Nazi Ghost Train: Evasion, Betrayal and Escape in Occupied Europe
Greg Lewis

Nazi Ghost Train: Evasion, Betrayal and Escape in Occupied Europe

The true story of how more than 1,400 men and women of the Resistance, SOE agents, and airmen from Britain, the US and Canada were saved from death in a concentration camp by the courage and cunning of a small group of Belgian civilians.

Nazi Ghost Train unfolds in a pulse-pounding narrative, describing the terror of being shot down on bombing missions, the fight to stay free and alive with the Gestapo on your trail, and the gut-wrenching horror of betrayal.

From the opening scenes inside a B-17 when it is pounced on by an enemy fighter to the final desperate hours on the ‘Ghost Train’, this fight for survival will keep readers turning the pages long after they should have flicked out the light.

Drawing upon a wealth of primary sources and extensive interviews, Nazi Ghost Train brings to life a cast of unforgettable characters, including:

* Airmen such as Ted Kleinman, a Jew who risked his life to work with the armed resistance; Henry Wolcott, a Liberator pilot who dropped secret agents behind the lines and embarked on a cat-and-mouse game of life and death with the Nazis seeking to track him down; and fighter pilot Bill Grosvenor who was nearly driven to suicide by Gestapo torture.

* Fascinating young Resistance heroines such as Michou Dumon, who ordered an attempt to kill one traitor and escaped to London to expose another to British intelligence; Berthe DuBasters who, despite having to bring up two young children alone, risked her life every day of the occupation to hide Allied soldiers and airmen; and Françoise Labouverie, who gathered intelligence on German radar until a Nazi officer dedicated a detective unit to track her down.

* SOE’s François Reeve, who killed one suspected informer but was caught in a trap laid by another; and Belgian businessman Gaston Masereel, who planned to parachute into his homeland as an SOE agent. Badly hurt when his plane was attacked, he killed all four German soldiers who came to arrest him.

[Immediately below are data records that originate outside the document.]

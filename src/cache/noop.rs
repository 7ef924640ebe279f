//! NoOp cache backend.
//!
//! Used when caching is disabled. All operations succeed and store nothing.

use async_trait::async_trait;

use crate::cache::{CacheError, CacheStore};

/// A no-operation cache that doesn't store anything.
///
/// Used when `cache.enabled = false` in configuration.
pub struct NoOpStore;

impl NoOpStore {
    pub fn new() -> Self {
        Self
    }
}

impl Default for NoOpStore {
    fn default() -> Self {
        Self::new()
    }
}

#[async_trait]
impl CacheStore for NoOpStore {
    async fn get(&self, _key: &str) -> Result<Option<Vec<u8>>, CacheError> {
        Ok(None)
    }

    async fn set(&self, _key: &str, _value: Vec<u8>, _ttl_seconds: u64) -> Result<(), CacheError> {
        Ok(())
    }

    async fn remove(&self, _key: &str) -> Result<(), CacheError> {
        Ok(())
    }

    async fn remove_pattern(&self, _pattern: &str) -> Result<u64, CacheError> {
        Ok(0)
    }

    fn is_connected(&self) -> bool {
        true
    }
}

And our story has a villain every bit as keenly drawn and despicable as any in a spy thriller: the most heartless double agent of all, Prosper Dezitter, a traitor of such audacity and means of disguise that he came to be seen as an almost mythical bogey man. A life-long criminal, convicted rapist and swindler, he enlisted the aid of his Spanish-born mistress to create a false network of helpers to ensnare airmen and résistants. It was a process which made Dezitter a millionaire.

These stories weave together until – with liberation a heartbeat away – the Belgian patriots, Allied airmen and agents are roused from their prison cells and loaded onto cattle trucks.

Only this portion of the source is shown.